> [Exercise objective]: Where the word "Some" occurs in a line of the listing, please copy the line.

> [The data]:

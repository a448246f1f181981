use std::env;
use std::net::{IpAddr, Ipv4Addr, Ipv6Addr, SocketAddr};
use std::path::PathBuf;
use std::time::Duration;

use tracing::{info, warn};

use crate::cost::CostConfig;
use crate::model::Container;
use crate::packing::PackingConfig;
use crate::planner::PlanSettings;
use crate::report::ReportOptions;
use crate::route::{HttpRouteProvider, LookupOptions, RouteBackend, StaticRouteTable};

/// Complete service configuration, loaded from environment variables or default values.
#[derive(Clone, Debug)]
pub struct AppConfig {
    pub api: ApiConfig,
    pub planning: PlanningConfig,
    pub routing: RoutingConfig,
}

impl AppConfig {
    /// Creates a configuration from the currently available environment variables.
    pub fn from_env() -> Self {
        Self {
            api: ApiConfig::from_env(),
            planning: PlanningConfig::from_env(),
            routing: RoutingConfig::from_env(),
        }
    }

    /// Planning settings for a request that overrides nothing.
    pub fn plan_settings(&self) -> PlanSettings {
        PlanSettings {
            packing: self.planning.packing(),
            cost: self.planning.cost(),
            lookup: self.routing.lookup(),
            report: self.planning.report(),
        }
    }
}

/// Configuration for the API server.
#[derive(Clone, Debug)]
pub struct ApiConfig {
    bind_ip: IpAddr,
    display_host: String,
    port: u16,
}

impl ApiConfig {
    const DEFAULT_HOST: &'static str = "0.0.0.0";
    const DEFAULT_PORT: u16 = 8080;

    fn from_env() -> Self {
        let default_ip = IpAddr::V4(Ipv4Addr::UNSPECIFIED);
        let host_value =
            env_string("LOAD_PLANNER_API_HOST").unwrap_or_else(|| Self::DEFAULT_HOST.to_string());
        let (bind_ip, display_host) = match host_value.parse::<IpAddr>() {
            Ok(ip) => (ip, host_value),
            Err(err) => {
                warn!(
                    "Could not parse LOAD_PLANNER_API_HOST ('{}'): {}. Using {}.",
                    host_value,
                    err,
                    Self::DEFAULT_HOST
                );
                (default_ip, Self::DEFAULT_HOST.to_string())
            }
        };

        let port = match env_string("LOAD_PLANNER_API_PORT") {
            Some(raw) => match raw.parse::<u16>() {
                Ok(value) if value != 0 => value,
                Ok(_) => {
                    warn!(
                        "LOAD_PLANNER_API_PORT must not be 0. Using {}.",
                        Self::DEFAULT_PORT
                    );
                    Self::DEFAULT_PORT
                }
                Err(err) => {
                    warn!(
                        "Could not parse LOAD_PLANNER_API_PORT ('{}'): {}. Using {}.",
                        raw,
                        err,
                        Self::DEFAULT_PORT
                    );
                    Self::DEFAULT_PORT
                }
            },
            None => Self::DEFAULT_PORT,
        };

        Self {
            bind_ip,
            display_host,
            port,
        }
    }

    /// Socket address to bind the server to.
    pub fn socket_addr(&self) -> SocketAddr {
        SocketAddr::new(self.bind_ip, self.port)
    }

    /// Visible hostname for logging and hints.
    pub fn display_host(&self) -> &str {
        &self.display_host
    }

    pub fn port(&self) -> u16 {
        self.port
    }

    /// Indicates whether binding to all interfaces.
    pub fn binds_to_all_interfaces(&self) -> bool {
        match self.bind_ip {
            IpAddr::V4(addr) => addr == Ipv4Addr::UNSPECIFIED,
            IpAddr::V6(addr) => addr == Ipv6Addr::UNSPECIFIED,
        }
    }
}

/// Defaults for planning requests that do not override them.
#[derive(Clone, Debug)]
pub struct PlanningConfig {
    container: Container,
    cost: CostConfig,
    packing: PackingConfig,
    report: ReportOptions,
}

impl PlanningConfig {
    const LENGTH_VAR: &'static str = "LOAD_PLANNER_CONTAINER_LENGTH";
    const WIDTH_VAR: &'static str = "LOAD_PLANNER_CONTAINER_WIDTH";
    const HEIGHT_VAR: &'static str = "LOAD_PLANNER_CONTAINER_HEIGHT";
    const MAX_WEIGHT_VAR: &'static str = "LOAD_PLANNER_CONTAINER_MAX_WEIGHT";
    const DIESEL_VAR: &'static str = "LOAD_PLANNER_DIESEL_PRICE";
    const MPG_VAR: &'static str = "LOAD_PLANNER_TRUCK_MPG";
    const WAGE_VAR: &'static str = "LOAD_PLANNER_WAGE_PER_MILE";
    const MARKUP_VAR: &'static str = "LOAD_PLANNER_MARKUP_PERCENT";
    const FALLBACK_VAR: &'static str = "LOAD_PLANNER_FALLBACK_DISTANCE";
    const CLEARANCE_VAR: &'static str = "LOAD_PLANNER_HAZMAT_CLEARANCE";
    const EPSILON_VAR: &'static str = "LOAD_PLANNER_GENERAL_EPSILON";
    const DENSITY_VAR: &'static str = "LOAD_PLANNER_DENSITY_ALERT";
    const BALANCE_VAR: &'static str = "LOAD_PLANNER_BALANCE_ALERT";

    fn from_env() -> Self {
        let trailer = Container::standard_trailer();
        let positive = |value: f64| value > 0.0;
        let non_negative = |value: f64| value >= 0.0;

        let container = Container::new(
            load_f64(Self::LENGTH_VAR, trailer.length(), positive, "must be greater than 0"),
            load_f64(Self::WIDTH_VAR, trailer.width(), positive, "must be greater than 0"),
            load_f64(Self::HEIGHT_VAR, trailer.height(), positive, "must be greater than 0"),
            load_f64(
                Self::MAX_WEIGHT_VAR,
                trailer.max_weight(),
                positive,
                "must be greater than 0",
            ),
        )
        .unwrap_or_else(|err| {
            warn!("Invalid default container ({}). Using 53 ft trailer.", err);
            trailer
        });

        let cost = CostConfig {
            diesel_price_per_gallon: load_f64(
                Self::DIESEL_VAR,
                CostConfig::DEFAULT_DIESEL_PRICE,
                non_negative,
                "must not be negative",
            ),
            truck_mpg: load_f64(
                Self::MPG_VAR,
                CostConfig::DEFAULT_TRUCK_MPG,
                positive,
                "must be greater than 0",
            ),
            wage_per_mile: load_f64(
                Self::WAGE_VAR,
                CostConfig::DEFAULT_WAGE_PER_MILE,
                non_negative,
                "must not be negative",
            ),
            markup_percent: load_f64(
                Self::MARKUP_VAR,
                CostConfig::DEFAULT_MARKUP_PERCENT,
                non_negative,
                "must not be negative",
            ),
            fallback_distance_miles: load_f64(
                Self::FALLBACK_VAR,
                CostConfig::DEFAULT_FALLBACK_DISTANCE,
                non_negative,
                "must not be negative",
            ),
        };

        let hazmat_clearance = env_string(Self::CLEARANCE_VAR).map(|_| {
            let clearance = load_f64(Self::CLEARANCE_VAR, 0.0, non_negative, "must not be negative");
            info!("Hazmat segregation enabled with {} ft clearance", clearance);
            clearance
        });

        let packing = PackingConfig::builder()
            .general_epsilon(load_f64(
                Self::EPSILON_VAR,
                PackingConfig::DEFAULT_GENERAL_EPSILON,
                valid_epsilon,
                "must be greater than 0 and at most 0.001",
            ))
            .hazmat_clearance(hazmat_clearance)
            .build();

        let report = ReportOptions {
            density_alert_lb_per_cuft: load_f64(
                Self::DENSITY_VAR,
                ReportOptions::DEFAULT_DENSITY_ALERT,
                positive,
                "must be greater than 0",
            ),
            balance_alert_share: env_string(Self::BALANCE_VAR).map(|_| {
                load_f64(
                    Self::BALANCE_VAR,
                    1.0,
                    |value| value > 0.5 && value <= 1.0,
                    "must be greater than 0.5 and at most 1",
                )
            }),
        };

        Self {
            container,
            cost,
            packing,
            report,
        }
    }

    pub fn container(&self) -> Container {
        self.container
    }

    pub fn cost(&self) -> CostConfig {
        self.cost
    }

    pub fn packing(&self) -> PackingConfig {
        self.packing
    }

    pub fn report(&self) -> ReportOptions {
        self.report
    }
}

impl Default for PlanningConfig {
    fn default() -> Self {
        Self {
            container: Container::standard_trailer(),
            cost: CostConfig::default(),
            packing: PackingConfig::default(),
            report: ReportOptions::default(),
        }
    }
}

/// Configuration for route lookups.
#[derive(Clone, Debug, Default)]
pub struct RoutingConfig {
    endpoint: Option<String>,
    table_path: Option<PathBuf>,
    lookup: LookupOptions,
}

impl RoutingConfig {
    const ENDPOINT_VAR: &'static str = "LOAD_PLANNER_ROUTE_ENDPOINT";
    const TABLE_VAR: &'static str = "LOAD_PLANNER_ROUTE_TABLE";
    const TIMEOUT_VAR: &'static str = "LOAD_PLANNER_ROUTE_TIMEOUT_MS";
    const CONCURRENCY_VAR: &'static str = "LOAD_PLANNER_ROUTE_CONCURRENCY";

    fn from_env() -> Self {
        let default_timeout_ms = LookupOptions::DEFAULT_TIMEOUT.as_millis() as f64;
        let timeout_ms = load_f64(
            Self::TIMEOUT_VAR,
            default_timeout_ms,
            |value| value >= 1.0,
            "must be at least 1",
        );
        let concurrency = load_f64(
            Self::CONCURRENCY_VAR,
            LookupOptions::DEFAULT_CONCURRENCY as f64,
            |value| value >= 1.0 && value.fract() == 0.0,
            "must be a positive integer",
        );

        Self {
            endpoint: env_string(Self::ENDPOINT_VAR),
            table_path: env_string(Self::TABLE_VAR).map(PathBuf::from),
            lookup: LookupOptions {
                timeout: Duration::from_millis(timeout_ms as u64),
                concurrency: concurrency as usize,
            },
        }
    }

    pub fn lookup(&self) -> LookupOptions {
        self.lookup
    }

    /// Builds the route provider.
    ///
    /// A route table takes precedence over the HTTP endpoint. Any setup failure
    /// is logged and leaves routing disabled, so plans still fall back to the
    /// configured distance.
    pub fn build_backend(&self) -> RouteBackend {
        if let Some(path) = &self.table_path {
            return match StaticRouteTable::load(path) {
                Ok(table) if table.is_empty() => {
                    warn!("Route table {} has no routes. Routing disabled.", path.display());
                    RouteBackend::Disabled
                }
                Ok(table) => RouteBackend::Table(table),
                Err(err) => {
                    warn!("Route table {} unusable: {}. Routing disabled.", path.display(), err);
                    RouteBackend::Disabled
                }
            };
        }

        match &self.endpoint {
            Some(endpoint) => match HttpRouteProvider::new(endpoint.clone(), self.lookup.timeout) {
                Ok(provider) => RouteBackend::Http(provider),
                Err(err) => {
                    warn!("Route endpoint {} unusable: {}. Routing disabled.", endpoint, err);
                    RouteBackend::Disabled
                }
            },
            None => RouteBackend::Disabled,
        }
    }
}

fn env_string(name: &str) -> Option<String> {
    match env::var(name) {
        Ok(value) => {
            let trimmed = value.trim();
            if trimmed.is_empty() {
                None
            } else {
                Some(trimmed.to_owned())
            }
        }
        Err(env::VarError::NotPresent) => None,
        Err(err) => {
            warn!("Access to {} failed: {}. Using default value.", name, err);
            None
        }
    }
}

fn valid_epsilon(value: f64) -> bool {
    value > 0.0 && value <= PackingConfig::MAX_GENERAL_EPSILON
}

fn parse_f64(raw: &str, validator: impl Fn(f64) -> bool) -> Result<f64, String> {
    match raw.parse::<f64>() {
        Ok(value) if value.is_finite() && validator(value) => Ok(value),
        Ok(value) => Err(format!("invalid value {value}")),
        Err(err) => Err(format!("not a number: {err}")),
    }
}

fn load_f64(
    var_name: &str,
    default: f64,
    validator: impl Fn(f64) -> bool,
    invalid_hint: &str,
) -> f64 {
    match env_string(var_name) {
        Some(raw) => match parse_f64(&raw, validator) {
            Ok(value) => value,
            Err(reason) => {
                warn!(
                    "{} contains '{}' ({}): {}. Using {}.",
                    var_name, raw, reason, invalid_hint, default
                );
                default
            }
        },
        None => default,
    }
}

> [Result]:
            Some(raw) => match raw.parse::<u16>() {
        if let Some(path) = &self.table_path {
            Some(endpoint) => match HttpRouteProvider::new(endpoint.clone(), self.lookup.timeout) {
                Some(trimmed.to_owned())
        Some(raw) => match parse_f64(&raw, validator) {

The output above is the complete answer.